Background: Stroke is the leading cause of serious long-term disability and the third leading cause of death in the Western world. In patients with chronic kidney disease (CKD), stroke and vascular dementia are significantly more prevalent than in the general population. However, the optimal stroke prevention strategy in these patients is unclear, because controlled studies are scarce.
Methods: In this paper, the results of the major antihypertensive trials and meta-analyses for stroke prevention in the general high cardiovascular (CV) risk population and in the CKD population are reviewed.
Results: The risk of stroke is much more blood pressure (BP)-dependent than the risk of other CV events, and, consistently, risk reduction is also strongly dependent on BP reduction. The magnitude of BP lowering is crucial in both populations.
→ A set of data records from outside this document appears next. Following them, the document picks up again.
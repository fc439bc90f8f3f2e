//! Constant datasets substituted when a startup fetch fails.
//!
//! The datasets are TOML files under `fallback/`, embedded at compile time
//! so the portal always has something to show without a backend.

use civic_portal_models::{AssistanceCase, BestPractice, OfficialLink, Report};
use serde::Deserialize;

const REPORTS_TOML: &str = include_str!("../fallback/reports.toml");
const OFFICIAL_LINKS_TOML: &str = include_str!("../fallback/official_links.toml");
const ASSISTANCE_CASES_TOML: &str = include_str!("../fallback/assistance_cases.toml");

#[derive(Deserialize)]
struct ReportsFile {
    reports: Vec<Report>,
}

#[derive(Deserialize)]
struct OfficialLinksFile {
    links: Vec<OfficialLink>,
}

#[derive(Deserialize)]
struct AssistanceCasesFile {
    cases: Vec<AssistanceCase>,
}

/// Sample reports shown when `GET /reports` fails.
///
/// # Panics
///
/// Panics if the embedded TOML is malformed.
#[must_use]
pub fn reports() -> Vec<Report> {
    let file: ReportsFile = toml::de::from_str(REPORTS_TOML)
        .unwrap_or_else(|e| panic!("Failed to parse fallback reports: {e}"));
    file.reports
}

/// Links shown when `GET /official-links` fails.
///
/// # Panics
///
/// Panics if the embedded TOML is malformed.
#[must_use]
pub fn official_links() -> Vec<OfficialLink> {
    let file: OfficialLinksFile = toml::de::from_str(OFFICIAL_LINKS_TOML)
        .unwrap_or_else(|e| panic!("Failed to parse fallback official links: {e}"));
    file.links
}

/// Cases shown when `GET /assistance-cases` fails.
///
/// # Panics
///
/// Panics if the embedded TOML is malformed.
#[must_use]
pub fn assistance_cases() -> Vec<AssistanceCase> {
    let file: AssistanceCasesFile = toml::de::from_str(ASSISTANCE_CASES_TOML)
        .unwrap_or_else(|e| panic!("Failed to parse fallback assistance cases: {e}"));
    file.cases
}

/// Best practices derived from `reports` when `GET /best-practices` fails:
/// every resolved report with enough likes, in collection order.
#[must_use]
pub fn best_practices(reports: &[Report]) -> Vec<BestPractice> {
    reports
        .iter()
        .filter(|r| r.is_best_practice())
        .map(BestPractice::from)
        .collect()
}
#![cfg_attr(feature = "fail-on-warnings", deny(warnings))]
#![warn(clippy::all, clippy::pedantic, clippy::nursery, clippy::cargo)]
#![allow(clippy::multiple_crate_versions, clippy::cargo_common_metadata)]

//! Report, assistance case, and reference types for the civic complaint
//! portal.
//!
//! These types mirror the JSON contract of the portal's REST API. Every
//! enumerated tag (category, status) is a closed enum so that display
//! labels are resolved by exhaustive `match` rather than a lookup table.

pub mod display;

use std::str::FromStr;

use chrono::{DateTime, Utc};
use serde::{Deserialize, Serialize};
use strum_macros::{AsRefStr, Display, EnumString};

/// Reporter name sent and displayed for anonymous reports and comments.
pub const ANONYMOUS_REPORTER: &str = "anonymous";

/// Minimum like count for a resolved report to count as a best practice.
pub const BEST_PRACTICE_MIN_LIKES: u32 = 50;

/// Number of best practices shown on the best-practices tab.
pub const BEST_PRACTICE_DISPLAY_LIMIT: usize = 10;

/// Number of images shown inline on a report card.
pub const REPORT_IMAGE_PREVIEW_LIMIT: usize = 3;

/// Category of a citizen report.
#[derive(
    Debug,
    Clone,
    Copy,
    PartialEq,
    Eq,
    PartialOrd,
    Ord,
    Hash,
    Serialize,
    Deserialize,
    Display,
    EnumString,
    AsRefStr,
)]
#[serde(rename_all = "kebab-case")]
#[strum(serialize_all = "kebab-case")]
pub enum ReportCategory {
    /// Hazards to people (broken signals, unsafe crossings)
    Safety,
    /// Buses, traffic, and road usage
    Transport,
    /// Public facilities and structures
    Infrastructure,
    /// Anything not fitting the other categories
    Other,
}

impl ReportCategory {
    /// Returns the display label shown in the portal UI.
    #[must_use]
    pub const fn label(self) -> &'static str {
        match self {
            Self::Safety => "안전",
            Self::Transport => "교통",
            Self::Infrastructure => "시설",
            Self::Other => "기타",
        }
    }

    /// Returns all variants of this enum.
    #[must_use]
    pub const fn all() -> &'static [Self] {
        &[
            Self::Safety,
            Self::Transport,
            Self::Infrastructure,
            Self::Other,
        ]
    }
}

/// Processing status of a report. Transitions happen server-side.
#[derive(
    Debug,
    Clone,
    Copy,
    PartialEq,
    Eq,
    PartialOrd,
    Ord,
    Hash,
    Serialize,
    Deserialize,
    Display,
    EnumString,
    AsRefStr,
)]
#[serde(rename_all = "kebab-case")]
#[strum(serialize_all = "kebab-case")]
pub enum ReportStatus {
    /// Received, not yet picked up
    Pending,
    /// Being handled by the responsible agency
    InProgress,
    /// Closed as fixed
    Resolved,
}

impl ReportStatus {
    /// Returns the display label shown in the portal UI.
    #[must_use]
    pub const fn label(self) -> &'static str {
        match self {
            Self::Pending => "접수됨",
            Self::InProgress => "처리중",
            Self::Resolved => "해결됨",
        }
    }

    /// Returns all variants of this enum.
    #[must_use]
    pub const fn all() -> &'static [Self] {
        &[Self::Pending, Self::InProgress, Self::Resolved]
    }
}

/// Processing status of an assistance case.
#[derive(
    Debug,
    Clone,
    Copy,
    PartialEq,
    Eq,
    PartialOrd,
    Ord,
    Hash,
    Serialize,
    Deserialize,
    Display,
    EnumString,
    AsRefStr,
)]
#[serde(rename_all = "kebab-case")]
#[strum(serialize_all = "kebab-case")]
pub enum AssistanceStatus {
    /// Waiting to be accepted
    Pending,
    /// Under review
    Review,
    /// Being processed
    Processing,
    /// Completed
    Resolved,
}

impl AssistanceStatus {
    /// Returns the display label shown in the portal UI.
    #[must_use]
    pub const fn label(self) -> &'static str {
        match self {
            Self::Pending => "접수 대기",
            Self::Review => "검토중",
            Self::Processing => "처리중",
            Self::Resolved => "완료",
        }
    }

    /// Returns all variants of this enum.
    #[must_use]
    pub const fn all() -> &'static [Self] {
        &[
            Self::Pending,
            Self::Review,
            Self::Processing,
            Self::Resolved,
        ]
    }
}

/// Category selector for the report list.
#[derive(Debug, Clone, Copy, PartialEq, Eq, Hash, Default)]
pub enum CategoryFilter {
    /// Every category.
    #[default]
    All,
    /// A single category.
    Only(ReportCategory),
}

impl CategoryFilter {
    /// Returns `true` if a report in `category` passes this filter.
    #[must_use]
    pub fn matches(self, category: ReportCategory) -> bool {
        match self {
            Self::All => true,
            Self::Only(wanted) => wanted == category,
        }
    }
}

impl FromStr for CategoryFilter {
    type Err = strum::ParseError;

    fn from_str(s: &str) -> Result<Self, Self::Err> {
        if s == "all" {
            return Ok(Self::All);
        }
        s.parse().map(Self::Only)
    }
}

impl std::fmt::Display for CategoryFilter {
    fn fmt(&self, f: &mut std::fmt::Formatter<'_>) -> std::fmt::Result {
        match self {
            Self::All => f.write_str("all"),
            Self::Only(category) => write!(f, "{category}"),
        }
    }
}

/// Ordering applied to the report list.
#[derive(
    Debug, Clone, Copy, PartialEq, Eq, Hash, Default, Display, EnumString, AsRefStr,
)]
#[strum(serialize_all = "kebab-case")]
pub enum SortKey {
    /// Newest first by creation time.
    Latest,
    /// Most liked first.
    #[default]
    Likes,
    /// Selectable in the UI, but ordered by likes: comment counts are not
    /// fetched in bulk.
    Comments,
}

impl SortKey {
    /// Returns all variants of this enum.
    #[must_use]
    pub const fn all() -> &'static [Self] {
        &[Self::Latest, Self::Likes, Self::Comments]
    }
}

/// A citizen-submitted complaint as returned by the API.
#[derive(Debug, Clone, PartialEq, Eq, Serialize, Deserialize)]
#[serde(rename_all = "camelCase")]
pub struct Report {
    /// Opaque identifier assigned by the server.
    pub id: String,
    /// Short headline.
    pub title: String,
    /// Free-text body.
    pub description: String,
    /// Where the problem is, if given.
    #[serde(default)]
    pub location: Option<String>,
    /// Report category.
    pub category: ReportCategory,
    /// Processing status.
    pub status: ReportStatus,
    /// Reporter display name (or the anonymous sentinel).
    #[serde(default)]
    pub reporter: Option<String>,
    /// Whether the reporter asked to stay anonymous.
    #[serde(default)]
    pub is_anonymous: bool,
    /// Server-authoritative like count.
    #[serde(default)]
    pub likes: u32,
    /// Whether this client has liked the report. Not persisted across
    /// sessions.
    #[serde(default)]
    pub liked: bool,
    /// Image URIs in upload order.
    #[serde(default)]
    pub images: Vec<String>,
    /// Creation instant.
    pub created_at: DateTime<Utc>,
}

impl Report {
    /// Returns the name shown as the reporter.
    ///
    /// Anonymous reports, and reports without a usable name, show
    /// [`ANONYMOUS_REPORTER`].
    #[must_use]
    pub fn display_reporter(&self) -> &str {
        if self.is_anonymous {
            return ANONYMOUS_REPORTER;
        }
        match self.reporter.as_deref().map(str::trim) {
            Some(name) if !name.is_empty() => name,
            _ => ANONYMOUS_REPORTER,
        }
    }

    /// Returns `true` if this report qualifies as a best practice: resolved
    /// and liked at least [`BEST_PRACTICE_MIN_LIKES`] times.
    #[must_use]
    pub const fn is_best_practice(&self) -> bool {
        matches!(self.status, ReportStatus::Resolved) && self.likes >= BEST_PRACTICE_MIN_LIKES
    }
}

/// An image file attached to a report submission.
#[derive(Debug, Clone, PartialEq, Eq)]
pub struct ImageAttachment {
    /// File name sent in the multipart part.
    pub file_name: String,
    /// MIME type, e.g. `image/png`.
    pub mime_type: String,
    /// Raw file contents.
    pub bytes: Vec<u8>,
}

/// A report as entered by the user, before the server assigns an id.
#[derive(Debug, Clone, PartialEq, Eq)]
pub struct ReportDraft {
    /// Short headline.
    pub title: String,
    /// Report category.
    pub category: ReportCategory,
    /// Where the problem is. Sent as an empty field when absent.
    pub location: Option<String>,
    /// Free-text body.
    pub description: String,
    /// Whether to hide the reporter name.
    pub is_anonymous: bool,
    /// Name typed by the user; ignored when anonymous.
    pub reporter_name: Option<String>,
    /// Attached images, possibly none.
    pub images: Vec<ImageAttachment>,
}

impl ReportDraft {
    /// Returns the value sent in the `reporter` field.
    #[must_use]
    pub fn reporter_field(&self) -> &str {
        if self.is_anonymous {
            ANONYMOUS_REPORTER
        } else {
            self.reporter_name.as_deref().unwrap_or_default()
        }
    }
}

/// A tracked request for help with a civic complaint process.
#[derive(Debug, Clone, PartialEq, Eq, Serialize, Deserialize)]
#[serde(rename_all = "camelCase")]
pub struct AssistanceCase {
    /// Opaque identifier assigned by the server.
    pub id: String,
    /// Human-readable tracking code, e.g. `CASE-2024-001`.
    pub case_number: String,
    /// Short headline.
    pub title: String,
    /// Free-text body.
    pub description: String,
    /// Who asked for help.
    pub applicant: String,
    /// Server-managed status.
    pub status: AssistanceStatus,
    /// Creation instant.
    pub created_at: DateTime<Utc>,
}

/// Body of `POST /assistance-cases`.
#[derive(Debug, Clone, PartialEq, Eq, Serialize, Deserialize)]
#[serde(rename_all = "camelCase")]
pub struct AssistanceDraft {
    /// Short headline.
    pub title: String,
    /// Free-text body.
    pub description: String,
    /// Who asks for help.
    pub applicant: String,
}

/// A comment on a report.
#[derive(Debug, Clone, PartialEq, Eq, Serialize, Deserialize)]
#[serde(rename_all = "camelCase")]
pub struct Comment {
    /// Author display name.
    pub author: String,
    /// Comment text.
    pub content: String,
    /// Whether this is a response from an official agency.
    #[serde(default)]
    pub is_official: bool,
    /// Creation instant.
    pub created_at: DateTime<Utc>,
}

impl Comment {
    /// Avatar text for the comment: `관` for official responses, otherwise
    /// the author's first character.
    #[must_use]
    pub fn avatar(&self) -> String {
        if self.is_official {
            return "관".to_string();
        }
        self.author.chars().next().map(String::from).unwrap_or_default()
    }
}

/// Body of `POST /reports/{id}/comments`.
#[derive(Debug, Clone, PartialEq, Eq, Serialize, Deserialize)]
#[serde(rename_all = "camelCase")]
pub struct CommentDraft {
    /// Author display name.
    pub author: String,
    /// Comment text.
    pub content: String,
}

impl CommentDraft {
    /// Creates a draft authored by [`ANONYMOUS_REPORTER`]. The portal never
    /// collects a name for comments.
    #[must_use]
    pub fn anonymous(content: impl Into<String>) -> Self {
        Self {
            author: ANONYMOUS_REPORTER.to_string(),
            content: content.into(),
        }
    }
}

/// A resolved, well-liked report promoted as an exemplar.
#[derive(Debug, Clone, PartialEq, Eq, Serialize, Deserialize)]
#[serde(rename_all = "camelCase")]
pub struct BestPractice {
    /// Identifier of the underlying report.
    pub id: String,
    /// Short headline.
    pub title: String,
    /// Free-text body.
    pub description: String,
    /// Report category.
    pub category: ReportCategory,
    /// Like count.
    #[serde(default)]
    pub likes: u32,
    /// Before/after images.
    #[serde(default)]
    pub images: Vec<String>,
    /// When the case was resolved. Only curated server lists carry it.
    #[serde(default)]
    pub updated_at: Option<DateTime<Utc>>,
}

impl From<&Report> for BestPractice {
    fn from(report: &Report) -> Self {
        Self {
            id: report.id.clone(),
            title: report.title.clone(),
            description: report.description.clone(),
            category: report.category,
            likes: report.likes,
            images: report.images.clone(),
            updated_at: None,
        }
    }
}

/// A static reference to an external government resource.
#[derive(Debug, Clone, PartialEq, Eq, Serialize, Deserialize)]
#[serde(rename_all = "camelCase")]
pub struct OfficialLink {
    /// Identifier, if the server provides one.
    #[serde(default)]
    pub id: Option<String>,
    /// Resource name.
    pub name: String,
    /// One-line summary.
    pub description: String,
    /// Target URL.
    pub url: String,
    /// Icon name (Font Awesome, without the `fa-` prefix).
    pub icon: String,
    /// Grouping, e.g. `government`.
    #[serde(default)]
    pub category: Option<String>,
}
In renal patients, diuretics alone or in combination with angiotensin-converting enzyme (ACE) inhibitors, compared with placebo, are powerful BP-lowering and stroke-protective agents. Calcium channel blockers and ACE inhibitors also seem to be superior to placebo, but with more modest BP-decreasing effects and statistically nonsignificant reductions in stroke risk. In active versus active drug studies, independently of the BP-lowering effect, there are no significant advantages of any class over the others, although the results point to a slight superiority of diuretics and calcium channel blockers. Antihypertensive regimens in CKD patients should always include a diuretic, because, in the pathogenesis of CKD-associated hypertension, volume overload plays a crucial role. Diuretics are also inexpensive and well tolerated.
Conclusions: We suggest that further studies of CV outcomes in CKD patients should compare various combinations of diuretics plus other drugs, such as calcium channel blockers, ACE inhibitors and angiotensin II receptor blockers.